// =============================================================================
// Idempotency under duplicate callbacks
// =============================================================================

#[tokio::test]
async fn duplicate_premium_callbacks_grant_one_option() {
    let container = engine().await;
    let offer = open_offer(&container).await;

    container
        .negotiation()
        .accept_offer(offer.id(), &seller())
        .await
        .unwrap();
    let payment_id = last_payment_id(&container);

    container.saga().mark_as_success(&payment_id).await.unwrap();
    container.saga().mark_as_success(&payment_id).await.unwrap();
    container.saga().mark_as_fail(&payment_id).await.unwrap();

    assert_eq!(container.options().len(), 1);
    let entry = seller_entry(&container).await;
    assert_eq!(entry.reserved_amount(), ShareCount::new(50));
}

// =============================================================================
// Rollback escalation
// =============================================================================

#[tokio::test]
async fn premium_settlement_with_broken_state_rolls_back_payment() {
    let container = engine().await;
    let offer = open_offer(&container).await;

    container
        .negotiation()
        .accept_offer(offer.id(), &seller())
        .await
        .unwrap();
    let payment_id = last_payment_id(&container);

    // Link a foreign option behind the saga's back so the grant must
    // fail after the premium settled.
    let mut stored = container
        .offers()
        .find_by_id(offer.id())
        .await
        .unwrap()
        .unwrap();
    stored.attach_option(OptionId::generate()).unwrap();
    container.offers().save(&stored).await.unwrap();

    let result = container.saga().mark_as_success(&payment_id).await;
    assert!(matches!(&result, Err(e) if e.kind() == ErrorKind::Conflict));

    // The settled premium was rejected at the gateway; no option exists.
    assert_eq!(container.banking().rejections().len(), 1);
    assert!(container.options().is_empty());
}

#[tokio::test]
async fn failed_premium_rollback_is_unrecoverable() {
    let container = engine().await;
    let offer = open_offer(&container).await;

    container
        .negotiation()
        .accept_offer(offer.id(), &seller())
        .await
        .unwrap();
    let payment_id = last_payment_id(&container);

    let mut stored = container
        .offers()
        .find_by_id(offer.id())
        .await
        .unwrap()
        .unwrap();
    stored.attach_option(OptionId::generate()).unwrap();
    container.offers().save(&stored).await.unwrap();

    container.banking().refuse_rejections(true);
    let result = container.saga().mark_as_success(&payment_id).await;
    assert!(matches!(&result, Err(e) if e.kind() == ErrorKind::Unrecoverable));
}

#[tokio::test]
async fn exercise_settlement_with_broken_state_rolls_back_payment() {
    let container = engine().await;
    let option_id = granted_option(&container).await;

    container
        .lifecycle()
        .exercise_option(&option_id, &buyer())
        .await
        .unwrap();
    let payment_id = last_payment_id(&container);

    // Corrupt domain state behind the saga's back: empty the seller's
    // reservation so the transfer must fail after settlement.
    let mut option = container
        .options()
        .find_by_id(&option_id)
        .await
        .unwrap()
        .unwrap();
    option.mark_used().unwrap();
    container.options().save(&option).await.unwrap();

    let result = container.saga().mark_as_success(&payment_id).await;
    assert!(matches!(&result, Err(e) if e.kind() == ErrorKind::Conflict));

    // The settled payment was rejected at the gateway.
    assert_eq!(container.banking().rejections().len(), 1);
}

#[tokio::test]
async fn failed_rollback_is_unrecoverable() {
    let container = engine().await;
    let option_id = granted_option(&container).await;

    container
        .lifecycle()
        .exercise_option(&option_id, &buyer())
        .await
        .unwrap();
    let payment_id = last_payment_id(&container);

    let mut option = container
        .options()
        .find_by_id(&option_id)
        .await
        .unwrap()
        .unwrap();
    option.mark_used().unwrap();
    container.options().save(&option).await.unwrap();

    container.banking().refuse_rejections(true);
    let result = container.saga().mark_as_success(&payment_id).await;
    assert!(matches!(&result, Err(e) if e.kind() == ErrorKind::Unrecoverable));
}

// =============================================================================
// Listings
// =============================================================================

#[tokio::test]
async fn active_offers_resolve_counterparty_names() {
    let container = engine().await;
    open_offer(&container).await;

    let for_seller = container
        .negotiation()
        .list_active_offers_for_user(&seller())
        .await
        .unwrap();
    assert_eq!(for_seller.len(), 1);
    assert_eq!(for_seller[0].counterparty_name, "Bo Buyer");
    assert!(for_seller[0].can_interact);

    let for_buyer = container
        .negotiation()
        .list_active_offers_for_user(&buyer())
        .await
        .unwrap();
    assert_eq!(for_buyer[0].counterparty_name, "Sue Seller");
    assert!(!for_buyer[0].can_interact);
}

#[tokio::test]
async fn unknown_counterparty_falls_back_to_placeholder() {
    let container = InMemoryContainer::in_memory();
    container
        .banking()
        .register_account(buyer(), "acct-buyer", AccountKind::Personal);
    container
        .banking()
        .register_account(seller(), "acct-seller", AccountKind::Personal);

    let mut entry = PortfolioEntry::new(seller(), symbol(), ShareCount::new(100), Money::from_units(50));
    entry.make_public(ShareCount::new(100)).unwrap();
    container.portfolios().save(&entry).await.unwrap();

    container
        .negotiation()
        .create_offer(entry.id(), buyer(), terms())
        .await
        .unwrap();

    let views = container
        .negotiation()
        .list_active_offers_for_user(&seller())
        .await
        .unwrap();
    assert_eq!(views[0].counterparty_name, "Unknown User");
}
impl<O, Q, P, T, B, I> OfferNegotiationService<O, Q, P, T, B, I>
where
    O: OfferRepository,
    Q: OptionRepository,
    P: PortfolioRepository,
    T: TrackedPaymentRepository,
    B: BankingPort,
    I: IdentityPort,
{
    /// Create a new negotiation service.
    #[allow(clippy::too_many_arguments)]
    pub fn new(
        offers: Arc<O>,
        options: Arc<Q>,
        portfolios: Arc<P>,
        ledger: ReservationLedger,
        saga: Arc<PaymentSagaCoordinator<T>>,
        banking: Arc<B>,
        identity: Arc<I>,
        locks: Arc<EntityLocks>,
    ) -> Self {
        Self {
            offers,
            options,
            portfolios,
            ledger,
            saga,
            banking,
            identity,
            locks,
        }
    }

    /// Open a new offer against a seller's public shares.
    ///
    /// Nothing is reserved yet; reservation happens on acceptance.
    ///
    /// # Errors
    ///
    /// Returns error if the portfolio entry is missing, the requested
    /// amount exceeds the public quantity, or the terms are invalid.
    pub async fn create_offer(
        &self,
        portfolio_entry_id: &EntryId,
        buyer_id: UserId,
        terms: OfferTerms,
    ) -> Result<OtcOffer, EngineError> {
        let entry = self
            .portfolios
            .find_by_id(portfolio_entry_id)
            .await?
            .ok_or_else(|| {
                EngineError::Portfolio(PortfolioError::EntryNotFound {
                    reference: portfolio_entry_id.to_string(),
                })
            })?;

        if terms.amount > entry.public_amount() {
            return Err(EngineError::Portfolio(PortfolioError::InvalidPublicAmount {
                requested: terms.amount.get(),
                public: entry.public_amount().get(),
            }));
        }

        let offer = OtcOffer::open(OpenOfferCommand {
            symbol: entry.symbol().clone(),
            buyer_id,
            seller_id: entry.user_id().clone(),
            terms,
        })?;
        self.offers.save(&offer).await?;

        tracing::info!(
            offer_id = %offer.id(),
            symbol = %offer.symbol(),
            buyer_id = %offer.buyer_id(),
            seller_id = %offer.seller_id(),
            "offer opened"
        );
        Ok(offer)
    }

    /// Counter an offer with new terms.
    ///
    /// # Errors
    ///
    /// Returns error if the offer is missing, not PENDING, the actor is
    /// not the counterparty, or the terms are invalid.
    pub async fn update_offer(
        &self,
        offer_id: &OfferId,
        actor: &UserId,
        terms: OfferTerms,
    ) -> Result<OtcOffer, EngineError> {
        let _guard = self.locks.acquire(offer_key(offer_id)).await;

        let mut offer = self.load_offer(offer_id).await?;
        offer.counter(actor, terms)?;
        self.offers.save(&offer).await?;

        tracing::info!(offer_id = %offer_id, actor = %actor, "offer countered");
        Ok(offer)
    }

    /// Accept an offer: reserve shares and start the premium saga.
    ///
    /// The option is not created here; the saga's success handler grants
    /// it once the premium settles. A synchronous gateway refusal is
    /// compensated inline and surfaced as an execution failure.
    ///
    /// # Errors
    ///
    /// Returns error on a turn violation, missing portfolio entry,
    /// insufficient public shares, missing settlement account, or a
    /// refused payment.
    pub async fn accept_offer(
        &self,
        offer_id: &OfferId,
        actor: &UserId,
    ) -> Result<OtcOffer, EngineError> {
        let _offer_guard = self.locks.acquire(offer_key(offer_id)).await;

        let mut offer = self.load_offer(offer_id).await?;
        offer.accept(actor)?;

        let _entry_guard = self
            .locks
            .acquire(portfolio_key(offer.seller_id(), offer.symbol()))
            .await;

        let mut entry = self
            .portfolios
            .find_by_user_and_symbol(offer.seller_id(), offer.symbol())
            .await?
            .ok_or_else(|| {
                EngineError::Portfolio(PortfolioError::EntryNotFound {
                    reference: format!("{}/{}", offer.seller_id(), offer.symbol()),
                })
            })?;

        if entry.public_amount() < offer.amount() {
            return Err(EngineError::Portfolio(PortfolioError::AmountNotEnough {
                requested: offer.amount().get(),
                available: entry.public_amount().get(),
            }));
        }

        // Fail fast: both settlement accounts must exist before any
        // domain state changes or money moves. The seller is resolved
        // first so a missing seller account is the diagnosis even when
        // both are absent.
        let seller_account = self.settlement_account(offer.seller_id()).await?;
        let buyer_account = self.settlement_account(offer.buyer_id()).await?;

        self.ledger.reserve(&mut entry, offer.amount())?;
        self.portfolios.save(&entry).await?;
        self.offers.save(&offer).await?;

        let mut payment = self
            .saga
            .begin(TrackedPayment::new(
                PaymentPurpose::OtcCreateOption,
                offer.id().as_str(),
            ))
            .await?;

        let instruction = premium_instruction(&offer, buyer_account, seller_account, &payment);
        match self.banking.execute_system_payment(instruction).await {
            Ok(gateway_ref) => {
                payment.attach_gateway_ref(gateway_ref);
                self.saga.record_dispatch(&payment).await?;
                tracing::info!(
                    offer_id = %offer_id,
                    payment_id = %payment.id(),
                    premium = %offer.premium(),
                    "offer accepted, premium payment dispatched"
                );
                Ok(offer)
            }
            Err(e) => {
                tracing::warn!(
                    offer_id = %offer_id,
                    error = %e,
                    "premium payment refused, compensating acceptance"
                );
                self.ledger.release_to_public(&mut entry, offer.amount())?;
                self.portfolios.save(&entry).await?;
                offer.revert_to_pending()?;
                self.offers.save(&offer).await?;
                self.saga.abort(payment.id()).await?;
                Err(EngineError::Banking(e))
            }
        }
    }

    /// Reject an offer. Terminal, no reservation side effects.
    ///
    /// # Errors
    ///
    /// Returns error if the offer is missing, not PENDING, or the turn
    /// rule is violated.
    pub async fn reject_offer(
        &self,
        offer_id: &OfferId,
        actor: &UserId,
    ) -> Result<OtcOffer, EngineError> {
        let _guard = self.locks.acquire(offer_key(offer_id)).await;

        let mut offer = self.load_offer(offer_id).await?;
        offer.reject(actor)?;
        self.offers.save(&offer).await?;

        tracing::info!(offer_id = %offer_id, actor = %actor, "offer rejected");
        Ok(offer)
    }

    /// Withdraw an offer. Terminal, author-only.
    ///
    /// # Errors
    ///
    /// Returns error if the offer is missing, not PENDING, or the actor
    /// is not the author of the latest change.
    pub async fn cancel_offer(
        &self,
        offer_id: &OfferId,
        actor: &UserId,
    ) -> Result<OtcOffer, EngineError> {
        let _guard = self.locks.acquire(offer_key(offer_id)).await;

        let mut offer = self.load_offer(offer_id).await?;
        offer.cancel(actor)?;
        self.offers.save(&offer).await?;

        tracing::info!(offer_id = %offer_id, actor = %actor, "offer cancelled");
        Ok(offer)
    }

    /// All PENDING offers involving the user, newest activity first.
    ///
    /// Counterparty names resolve best-effort; an unresolvable party is
    /// listed as "Unknown User" rather than failing the request.
    ///
    /// # Errors
    ///
    /// Returns error if the repository fails.
    pub async fn list_active_offers_for_user(
        &self,
        user_id: &UserId,
    ) -> Result<Vec<ActiveOfferView>, EngineError> {
        let mut offers = self.offers.find_pending_for_user(user_id).await?;
        offers.sort_by(|a, b| b.last_modified().cmp(&a.last_modified()));

        let mut views = Vec::with_capacity(offers.len());
        for offer in offers {
            let counterparty_name = match offer.counterparty_of(user_id) {
                Some(counterparty) => self.resolve_display_name(counterparty).await,
                None => UNKNOWN_USER.to_string(),
            };
            let can_interact = offer.can_interact(user_id);
            views.push(ActiveOfferView {
                offer,
                counterparty_name,
                can_interact,
            });
        }
        Ok(views)
    }

    // ========================================================================
    // Premium saga completion
    // ========================================================================

    /// The premium settled: grant the option and link it to the offer.
    ///
    /// The offer stays ACCEPTED; EXERCISED comes only from a settled
    /// exercise payment. If the grant cannot be recorded after the money
    /// moved, the premium is rolled back at the gateway; a rollback
    /// failure is escalated as unrecoverable.
    ///
    /// # Errors
    ///
    /// Returns the original failure once rolled back, or
    /// `RollbackFailed` when the gateway rejects the rollback too.
    pub async fn handle_premium_success(
        &self,
        payment: &TrackedPayment,
    ) -> Result<(), EngineError> {
        let offer_id = OfferId::new(payment.tracked_entity_id());
        let _guard = self.locks.acquire(offer_key(&offer_id)).await;

        match self.grant_option(&offer_id).await {
            Ok(()) => Ok(()),
            Err(e) => self.rollback_settled_premium(payment, e).await,
        }
    }

    async fn grant_option(&self, offer_id: &OfferId) -> Result<(), EngineError> {
        let mut offer = self.load_offer(offer_id).await?;
        let option = OtcOption::grant(GrantOptionCommand {
            offer_id: offer.id().clone(),
            seller_id: offer.seller_id().clone(),
            buyer_id: offer.buyer_id().clone(),
            symbol: offer.symbol().clone(),
            strike_price: offer.price_per_share(),
            amount: offer.amount(),
            premium: offer.premium(),
            settlement_date: offer.settlement_date(),
        });

        offer.attach_option(option.id().clone())?;
        self.options.save(&option).await?;
        self.offers.save(&offer).await?;

        tracing::info!(
            offer_id = %offer_id,
            option_id = %option.id(),
            "premium settled, option granted"
        );
        Ok(())
    }

    /// Money settled but the option could not be granted: reject the
    /// premium at the gateway and surface the original failure.
    async fn rollback_settled_premium(
        &self,
        payment: &TrackedPayment,
        cause: EngineError,
    ) -> Result<(), EngineError> {
        tracing::error!(
            payment_id = %payment.id(),
            error = %cause,
            "option grant failed after premium settlement, rolling back payment"
        );

        let Some(gateway_ref) = payment.gateway_ref() else {
            return Err(EngineError::RollbackFailed {
                payment_id: payment.id().to_string(),
                stage: cause.to_string(),
                reason: "no gateway reference recorded".to_string(),
            });
        };

        match self.banking.reject_payment(gateway_ref).await {
            Ok(()) => Err(cause),
            Err(reject_err) => Err(EngineError::RollbackFailed {
                payment_id: payment.id().to_string(),
                stage: cause.to_string(),
                reason: reject_err.to_string(),
            }),
        }
    }

    /// The premium was rejected: release the reservation and reopen the
    /// offer for renegotiation.
    ///
    /// # Errors
    ///
    /// Returns error if the offer or the seller's portfolio entry is
    /// missing, or the reserved quantity is inconsistent.
    pub async fn handle_premium_failure(
        &self,
        payment: &TrackedPayment,
    ) -> Result<(), EngineError> {
        let offer_id = OfferId::new(payment.tracked_entity_id());
        let _offer_guard = self.locks.acquire(offer_key(&offer_id)).await;

        let mut offer = self.load_offer(&offer_id).await?;

        let _entry_guard = self
            .locks
            .acquire(portfolio_key(offer.seller_id(), offer.symbol()))
            .await;

        let mut entry = self
            .portfolios
            .find_by_user_and_symbol(offer.seller_id(), offer.symbol())
            .await?
            .ok_or_else(|| {
                EngineError::Portfolio(PortfolioError::EntryNotFound {
                    reference: format!("{}/{}", offer.seller_id(), offer.symbol()),
                })
            })?;

        self.ledger.release_to_public(&mut entry, offer.amount())?;
        self.portfolios.save(&entry).await?;

        offer.revert_to_pending()?;
        self.offers.save(&offer).await?;

        tracing::warn!(
            offer_id = %offer_id,
            payment_id = %payment.id(),
            "premium payment failed, offer reopened"
        );
        Ok(())
    }

    // ========================================================================
    // Private helpers
    // ========================================================================

    async fn load_offer(&self, offer_id: &OfferId) -> Result<OtcOffer, EngineError> {
        self.offers.find_by_id(offer_id).await?.ok_or_else(|| {
            EngineError::Negotiation(NegotiationError::OfferNotFound {
                offer_id: offer_id.to_string(),
            })
        })
    }

    async fn settlement_account(
        &self,
        user_id: &UserId,
    ) -> Result<SettlementAccount, EngineError> {
        self.banking
            .settlement_account(user_id)
            .await?
            .ok_or_else(|| EngineError::AccountNotFound {
                user_id: user_id.to_string(),
            })
    }

    async fn resolve_display_name(&self, user_id: &UserId) -> String {
        if let Ok(name) = self.identity.client_by_id(user_id).await {
            return name.display();
        }
        match self.identity.employee_by_id(user_id).await {
            Ok(name) => name.display(),
            Err(e) => {
                tracing::debug!(user_id = %user_id, error = %e, "identity resolution failed");
                UNKNOWN_USER.to_string()
            }
        }
    }
}
//! Domain layer.
//!
//! Bounded contexts for OTC option trading. Each context owns its
//! aggregate, value objects, errors, and repository trait.

/// Shared value objects and errors used across contexts.
pub mod shared;

/// Offer negotiation context (`OtcOffer` state machine).
pub mod negotiation;

/// Option lifecycle context (`OtcOption` state machine).
pub mod option_contract;

/// Portfolio holdings and reservation ledger.
pub mod portfolio;

/// Payment saga records (`TrackedPayment`).
pub mod payment_saga;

——————

**ASSIGNMENT:** Give back one number only: the count of lines in the entries that hold the string "both".

**TASK OUTPUT:** 2